Reserva Carara
Esta es la región más septentrional de selva tropical del Pacífico que queda en Costa Rica, y es el comienzo de la zona de transición en los bosques tropicales secos del noroeste. Carara es uno de los parques nacionales de Costa Rica más populares, y es en gran parte debido a su proximidad a San José. Este es también el lugar donde muchos de los pasajeros de cruceros son llevados en autobús para un viaje durante el día cuando los buques atracan en el muelle en la costa de Puerto Caldera, y también es un destino común para las excursiones de los niños de la escuela.
Tucán de pico de quilla (foto © Sue Krueger–Koplin)
Atracciones
Carara es uno de los lugares favoritos de los amantes observadores de pájaros, por varias razones, además de su facilidad de acceso. En primer lugar, su posición en una zona de transición significa que los residentes de ambas zonas probablemente aparezcan. En segundo lugar, el Río Grande de Tárcoles tiene secciones de corrientes que fluyen libremente y sus aguas se filtran en pantanos estacionales y un lago superficial de aguas poco profundas cubiertas de jacintos ampliando aún más el número de los hábitats. Por último, porque es un poco seco, y no todos los árboles son perennes, Carara es más abierta que las selvas tropicales que se encuentran más al sur, haciendo más fácil de ver la vida silvestre.
Anhinga sunning (G. Stotz, USFW)
Anhinga sunning (G. Stotz, USFW)
Una de las ventajas del número relativamente grande de personas que visitan Carara es que si usted simplemente pasa por ahí, es probable que se encuentre con varios guías aficionados muy competentes a su disposición. Los observadores de aves son muy amigables, y por lo general gustan del interés de los principiantes (siempre y cuando no interfieran con su tarea de localización de aves. Caminando silenciosa y lentamente).
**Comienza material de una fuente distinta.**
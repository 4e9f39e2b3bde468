//! Document filter (spec.md §4.2): reduce a [`Document`] to a selected
//! subset of operations/paths/tags, plus the transitive closure of
//! `components.schemas` reachable from what remains (and from any
//! explicitly requested schema names).
//!
//! This runs before translation so every later stage only ever sees the
//! reduced document — there is no "filtered out but still visible"
//! leakage.

use std::collections::HashSet;

use crate::document::{Components, Document, OrderedMap, PathItem, Schema};

/// What to keep. Every `Some` field narrows the selection; fields left
/// `None` simply don't contribute a reason to keep an operation.
///
/// If every field is `None`, [`filter`] returns `document` unchanged
/// (cloned).
#[derive(Debug, Clone, Default)]
pub struct FilterCriteria {
    pub operation_ids: Option<HashSet<String>>,
    pub tags: Option<HashSet<String>>,
    pub paths: Option<HashSet<String>>,
    /// Schema names to keep even if no surviving operation references them
    /// (e.g. `mode: types` generation targeting a specific model).
    pub schema_names: Option<HashSet<String>>,
}

impl FilterCriteria {
    pub fn is_unrestricted(&self) -> bool {
        self.operation_ids.is_none()
            && self.tags.is_none()
            && self.paths.is_none()
            && self.schema_names.is_none()
    }

    fn selects_operations(&self) -> bool {
        self.operation_ids.is_some() || self.tags.is_some() || self.paths.is_some()
    }
}

/// Reduce `document` per `criteria`.
///
/// Only `paths`/`components.schemas` are reduced. Parameters, headers,
/// request bodies, and responses under `components` are never
/// dereferenced by this crate's parser (spec.md's IR inlines them
/// directly into operations at parse time), so there is no usage graph
/// to close over for them — they pass through unchanged.
#[must_use]
pub fn filter(document: &Document, criteria: &FilterCriteria) -> Document {
    if criteria.is_unrestricted() {
        return document.clone();
    }

    let mut paths = OrderedMap::new();
    for (path, item) in document.paths.iter() {
        let kept = keep_path_item(path, item, criteria);
        if let Some(kept) = kept {
            paths.insert(path, kept);
        }
    }

    let mut roots: HashSet<String> = HashSet::new();
    if let Some(names) = &criteria.schema_names {
        roots.extend(names.iter().cloned());
    }
    for (_, item) in paths.iter() {
        for (_, operation) in item.operations() {
            for parameter in &operation.parameters {
                collect_refs(&parameter.schema, &mut roots);
            }
            if let Some(body) = &operation.request_body {
                for (_, media) in body.content.iter() {
                    collect_refs(&media.schema, &mut roots);
                }
            }
            for (_, response) in operation.responses.iter() {
                for (_, media) in response.content.iter() {
                    collect_refs(&media.schema, &mut roots);
                }
                for (_, header) in response.headers.iter() {
                    collect_refs(&header.schema, &mut roots);
                }
            }
        }
    }

    let closure = close_over_schemas(&document.components.schemas, roots);

    let mut schemas = document.components.schemas.clone();
    schemas.retain_keys(|name| closure.contains(name));

    let components = Components {
        schemas,
        ..document.components.clone()
    };

    Document {
        openapi: document.openapi.clone(),
        info: document.info.clone(),
        paths,
        components,
        servers: document.servers.clone(),
    }
}

fn keep_path_item(path: &str, item: &PathItem, criteria: &FilterCriteria) -> Option<PathItem> {
    if !criteria.selects_operations() {
        return Some(item.clone());
    }

    let path_selected = criteria.paths.as_ref().is_some_and(|p| p.contains(path));

    let mut kept = PathItem::default();
    let mut any = false;
    for (method, operation) in item.operations() {
        let id_selected = operation
            .operation_id
            .as_ref()
            .is_some_and(|id| criteria.operation_ids.as_ref().is_some_and(|set| set.contains(id)));
        let tag_selected = criteria
            .tags
            .as_ref()
            .is_some_and(|set| operation.tags.iter().any(|t| set.contains(t)));

        if path_selected || id_selected || tag_selected {
            *kept.operation_mut(method) = Some(operation.clone());
            any = true;
        }
    }

    any.then_some(kept)
}

/// Walk a schema tree, recording every `#/components/schemas/<Name>` it
/// references directly (not recursively — recursion happens in
/// [`close_over_schemas`] once we can look names up in `components`).
fn collect_refs(schema: &Schema, out: &mut HashSet<String>) {
    match schema {
        Schema::Reference(reference) => {
            if let Some(name) = schema_name(reference) {
                out.insert(name.to_string());
            }
        }
        Schema::Array { items: Some(items) } => collect_refs(items, out),
        Schema::Array { items: None } => {}
        Schema::Object {
            properties,
            additional_properties,
            ..
        } => {
            for (_, prop) in properties.iter() {
                collect_refs(prop, out);
            }
            if let crate::document::AdditionalProperties::Schema(inner) = additional_properties {
                collect_refs(inner, out);
            }
        }
        Schema::AllOf(members) | Schema::AnyOf(members) => {
            for member in members {
                collect_refs(member, out);
            }
        }
        Schema::OneOf { variants, .. } => {
            for variant in variants {
                collect_refs(variant, out);
            }
        }
        Schema::Not(inner) => collect_refs(inner, out),
        Schema::Fragment
        | Schema::Null
        | Schema::Boolean
        | Schema::Integer { .. }
        | Schema::Number { .. }
        | Schema::String { .. } => {}
    }
}

fn schema_name(reference: &str) -> Option<&str> {
    reference.strip_prefix("#/components/schemas/")
}

fn close_over_schemas(schemas: &OrderedMap<Schema>, roots: HashSet<String>) -> HashSet<String> {
    let mut closure = HashSet::new();
    let mut frontier: Vec<String> = roots.into_iter().collect();

    while let Some(name) = frontier.pop() {
        if !closure.insert(name.clone()) {
            continue;
        }
        if let Some(schema) = schemas.get(&name) {
            let mut discovered = HashSet::new();
            collect_refs(schema, &mut discovered);
            for next in discovered {
                if !closure.contains(&next) {
                    frontier.push(next);
                }
            }
        }
    }

    closure
}

#[cfg(test)]
mod tests {
    use super::*;
    use crate::parser;

    fn sample() -> Document {
        let input = indoc::indoc! {r#"
            openapi: 3.1.0
            info:
              title: T
              version: "1"
            paths:
              /pets:
                get:
                  operationId: listPets
                  tags: [pets]
                  responses:
                    "200":
                      description: OK
                      content:
                        application/json:
                          schema:
                            type: array
                            items:
                              $ref: '#/components/schemas/Pet'
              /owners:
                get:
                  operationId: listOwners
                  tags: [owners]
                  responses:
                    "200":
                      description: OK
                      content:
                        application/json:
                          schema:
                            $ref: '#/components/schemas/Owner'
            components:
              schemas:
                Pet:
                  type: object
                  properties:
                    owner:
                      $ref: '#/components/schemas/Owner'
                Owner:
                  type: object
                  properties:
                    name:
                      type: string
                Unrelated:
                  type: string
        "#};
        parser::parse(input.as_bytes()).unwrap()
    }

    #[test]
    fn unrestricted_criteria_returns_full_document() {
        let doc = sample();
        let filtered = filter(&doc, &FilterCriteria::default());
        assert_eq!(filtered.paths.len(), 2);
        assert_eq!(filtered.components.schemas.len(), 3);
    }

    #[test]
    fn filtering_by_tag_closes_over_referenced_schemas() {
        let doc = sample();
        let mut tags = HashSet::new();
        tags.insert("pets".to_string());
        let criteria = FilterCriteria {
            tags: Some(tags),
            ..Default::default()
        };
        let filtered = filter(&doc, &criteria);

        assert_eq!(filtered.paths.len(), 1);
        assert!(filtered.paths.get("/pets").is_some());
        assert!(filtered.paths.get("/owners").is_none());

        // Pet references Owner transitively; Unrelated is dropped.
        assert!(filtered.components.schemas.get("Pet").is_some());
        assert!(filtered.components.schemas.get("Owner").is_some());
        assert!(filtered.components.schemas.get("Unrelated").is_none());
    }

    #[test]
    fn filtering_by_operation_id() {
        let doc = sample();
        let mut ids = HashSet::new();
        ids.insert("listOwners".to_string());
        let criteria = FilterCriteria {
            operation_ids: Some(ids),
            ..Default::default()
        };
        let filtered = filter(&doc, &criteria);
        assert_eq!(filtered.paths.len(), 1);
        assert!(filtered.paths.get("/owners").is_some());
        assert!(filtered.components.schemas.get("Pet").is_none());
    }

    #[test]
    fn explicit_schema_names_survive_without_any_operation() {
        let doc = sample();
        let mut names = HashSet::new();
        names.insert("Unrelated".to_string());
        let criteria = FilterCriteria {
            schema_names: Some(names),
            paths: Some(HashSet::new()),
            ..Default::default()
        };
        let filtered = filter(&doc, &criteria);
        assert!(filtered.paths.is_empty());
        assert!(filtered.components.schemas.get("Unrelated").is_some());
        assert!(filtered.components.schemas.get("Pet").is_none());
    }
}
Hicimos una parada espontánea aquí, y encontramos que una de las mejores maneras de ver la vida silvestre fue buscando a las personas con el cuello estirado, mirando hacia los arbustos o el follaje. Luego paramos y nos ubicamos a una distancia respetuosa y miramos lo que ellos estaban buscando. Muy a menudo la guía, o uno de los observadores de aves invitan a mirar a través de sus binoculares o telescopio, mientras que describen los hábitos de las aves y los animales se están viendo.
Alrededor de 150 nidos de guacamayas escarlatas se alimentan a través de la reserva y por lo general se pueden ver al atardecer volando hacia el oeste por el Río Tárcoles hacia los manglares costeros, donde duermen por la noche.